In this work, we have developed an antifouling carbon surface by hydrogenating it using n-butylsilane reduction. After incubating physically small electrodes with such an antifouling carbon surface for 30 min in a synthetic fouling solution containing 1.0 % (v/v) caproic acid (a lipid), 4 % (w/v) bovine serum albumin and 0.01 % (w/v) cytochrome c (both are proteins), and 0.002 % (w/v) human fibrinopeptide B (a peptide), a ∼35 % lower dopamine detection signal was measured. However, no further significant change in dopamine detection signal was observed at electrodes that were incubated in the same synthetic fouling solution for one week, compared to a total loss of detection signal at non-hydrogenated carbon electrodes. We have also demonstrated the unique characteristic of these hydrogenated carbon electrodes in detecting dopamine with minimal interference from as high as 500 μM ascorbic acid that is generally expected in extracellular fluid. Meanwhile, there was also no observable fouling effect at hydrogenated carbon electrodes by the dopamine oxidation product, dopamine-o-quinone (itself a well-known fouling reagent), in the presence of ≤1.0 μM dopamine, which is a 100-fold higher concentration than that in the central nervous system. These results support minimal fouling at n-butylsilane hydrogenated carbon electrodes during dopamine detection in vitro.

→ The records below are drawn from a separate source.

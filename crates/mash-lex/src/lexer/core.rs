//! Lexer driver: scan primitives, token emission, and the `Block` context
//! dispatch (entry point at top level and after a statement-context `{`).

use mash_util::diagnostic::Handler;
use mash_util::error::LexError;
use mash_util::position::Position;

use crate::cursor::{validate_source, Cursor};
use crate::token::{lookup_ident, is_keyword, Token, TokenKind};
use crate::unicode::{is_ident_continue, is_ident_start};

/// Scans a source string into a token stream.
///
/// A `Lexer` is single-use: construct one with [`Lexer::new`] and consume
/// it with [`Lexer::tokenize`]. Internally it runs the context dispatch of
/// `lex_block`/`lex_statement`/`lex_command` eagerly and hands back the
/// resulting token vector — tokens are produced in source order and the
/// vector always ends with one `EOF` token, satisfying the same
/// "ordered, EOF-terminated" contract a pull-based iterator would.
pub struct Lexer<'a> {
    pub(super) cursor: Cursor<'a>,
    pub(super) handler: &'a Handler,
    pub(super) tokens: Vec<Token>,
    pub(super) mark_at: usize,
    pub(super) mark_pos: Position,
    /// The kind of the most recently emitted token, driving automatic
    /// semicolon insertion (spec'd as a scalar, not derived from the
    /// buffered token list).
    pub(super) last_kind: Option<TokenKind>,
}

impl<'a> Lexer<'a> {
    pub fn new(source: &'a str, handler: &'a Handler) -> Self {
        Self {
            cursor: Cursor::new(source),
            handler,
            tokens: Vec::new(),
            mark_at: 0,
            mark_pos: Position::START,
            last_kind: None,
        }
    }

    /// Runs the scanner to completion and returns every token produced,
    /// the last of which has kind `EOF`.
    pub fn tokenize(mut self) -> Vec<Token> {
        if let Err(err) = validate_source(self.cursor.source()) {
            self.handler.error(Position::START, err.to_string());
        }
        self.lex_block('\0');
        self.tokens
    }

    // --- scan primitives (spec's peek/consume/literal/ignore/emit) ---

    /// Pins the start-of-token cursor at the current read position.
    pub(super) fn mark(&mut self) {
        self.mark_at = self.cursor.position();
        self.mark_pos = Position::new(self.cursor.line(), self.cursor.column());
    }

    /// The substring from the last `mark()` to the current read cursor.
    pub(super) fn literal_text(&self) -> &'a str {
        self.cursor.slice_from(self.mark_at)
    }

    /// Pushes a token built from the text since the last `mark()`, updates
    /// `last_kind`, and re-marks for the next token.
    pub(super) fn emit(&mut self, kind: TokenKind) {
        let literal = self.literal_text().to_string();
        let pos = self.mark_pos;
        self.emit_with(kind, literal, pos);
        self.mark();
    }

    /// Pushes a token with an explicit literal/position, for synthetic
    /// tokens (inserted semicolons, a missing-brace recovery `}`) that
    /// don't correspond to a contiguous source span.
    pub(super) fn emit_with(&mut self, kind: TokenKind, literal: impl Into<String>, pos: Position) {
        self.tokens.push(Token::new(kind, literal, pos));
        self.last_kind = Some(kind);
    }

    /// Like `emit`, but restores the prior `last_kind` afterward —
    /// comments are transparent to automatic semicolon insertion.
    pub(super) fn emit_comment(&mut self) {
        let saved = self.last_kind;
        self.emit(TokenKind::Comment);
        self.last_kind = saved;
    }

    pub(super) fn report(&self, pos: Position, message: impl Into<String>) {
        self.handler.error(pos, message);
    }

    /// Reports a [`LexError`] at `pos`, formatting it through its
    /// [`std::fmt::Display`] impl rather than an ad hoc string so every
    /// lexical failure routes through the shared error taxonomy.
    pub(super) fn report_err(&self, pos: Position, err: LexError) {
        self.handler.error(pos, err.to_string());
    }

    /// Whether the previous emitted token's kind requires a semicolon to
    /// be inserted at the next newline.
    pub(super) fn semi_pending(&self) -> bool {
        self.last_kind.map_or(false, TokenKind::insert_semicolon_after)
    }

    // --- Block context ---

    /// Consumes one block's worth of lines — each dispatched to
    /// `lex_statement` (if it starts with a keyword) or `lex_command`
    /// (otherwise) — until `close` (or, for the top-level block, end of
    /// input) is reached.
    pub(super) fn lex_block(&mut self, close: char) {
        loop {
            self.mark();
            if self.at_block_end(close) {
                self.consume_block_end(close);
                return;
            }

            self.cursor.skip_whitespace();
            self.mark();
            if self.at_block_end(close) {
                continue;
            }

            if self.cursor.current_char() == '#' {
                self.lex_comment();
                continue;
            }

            if is_ident_start(self.cursor.current_char()) {
                let snapshot = self.cursor.snapshot();
                let word_pos = self.mark_pos;
                let word = self.consume_word();
                if is_keyword(&word) {
                    let kind = lookup_ident(&word);
                    self.emit_with(kind, word, word_pos);
                    self.mark();
                    self.lex_statement(close);
                    self.finish_line(false);
                } else {
                    self.cursor.restore(snapshot);
                    self.mark();
                    self.lex_command(close);
                    self.finish_line(true);
                }
            } else {
                self.lex_command(close);
                self.finish_line(true);
            }
        }
    }

    /// Consumes an identifier-shaped word without emitting a token, for
    /// the speculative keyword-vs-command lookahead at the start of a
    /// line.
    fn consume_word(&mut self) -> String {
        let start = self.cursor.position();
        while is_ident_continue(self.cursor.current_char()) {
            self.cursor.advance();
        }
        self.cursor.slice_from(start).to_string()
    }

    fn at_block_end(&self, close: char) -> bool {
        if close == '\0' {
            self.cursor.is_at_end()
        } else {
            self.cursor.is_at_end() || self.cursor.current_char() == close
        }
    }

    fn consume_block_end(&mut self, close: char) {
        if close == '\0' {
            self.emit(TokenKind::Eof);
            return;
        }
        if self.cursor.current_char() == close {
            self.cursor.advance();
            self.emit(TokenKind::RBrace);
        } else {
            let pos = self.mark_pos;
            self.report(pos, "missing closing brace");
            self.emit_with(TokenKind::RBrace, "", pos);
            self.mark();
        }
    }

    /// After a line has been dispatched to `lex_statement`/`lex_command`,
    /// decides whether to insert a `SEMICOLON` and with what literal: a
    /// bare newline yields `"\n"`; returning at the enclosing close-brace
    /// or end of input yields a synthetic `""`. A command line always
    /// gets one; a statement line only if its last token requires it.
    fn finish_line(&mut self, is_command: bool) {
        if self.cursor.current_char() == '\n' {
            self.cursor.advance();
            self.push_semicolon("\n");
            return;
        }
        if is_command || self.semi_pending() {
            self.push_semicolon("");
        }
    }

    fn push_semicolon(&mut self, literal: &str) {
        let pos = Position::new(self.cursor.line(), self.cursor.column());
        self.emit_with(TokenKind::Semicolon, literal, pos);
        self.mark();
    }
}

在这项工作中，我们开发了一种防污碳表面，方法是使用n丁基硅烷还原。在含有1.0％（v / v）己酸（脂质），4％（w / v）牛血清白蛋白和0.01％（w / v）的合成污垢溶液中将具有此类防污碳表面的物理小电极孵育30分钟后v）细胞色素c（均为蛋白质）和0.002％（w / v）人血纤蛋白肽B（一种肽），测得的多巴胺检测信号降低了约35％。然而，与在非氢化碳电极上检测信号的总损失相比，在同一合成污垢溶液中孵育了一周的电极没有观察到多巴胺检测信号的进一步显着变化。我们还证明了这些氢化碳电极在检测多巴胺方面的独特特性，而对细胞外液中通常期望的高达500μM抗坏血酸的干扰却最小。同时，多巴胺氧化产物多巴胺-在氢化碳电极上也没有明显的结垢作用。邻醌（本身是一种著名的结垢试剂），在多巴胺≤1.0μM的情况下，其浓度比中枢神经系统高100倍。这些结果支持在体外多巴胺检测过程中对正丁基硅烷氢化碳电极的污染最小。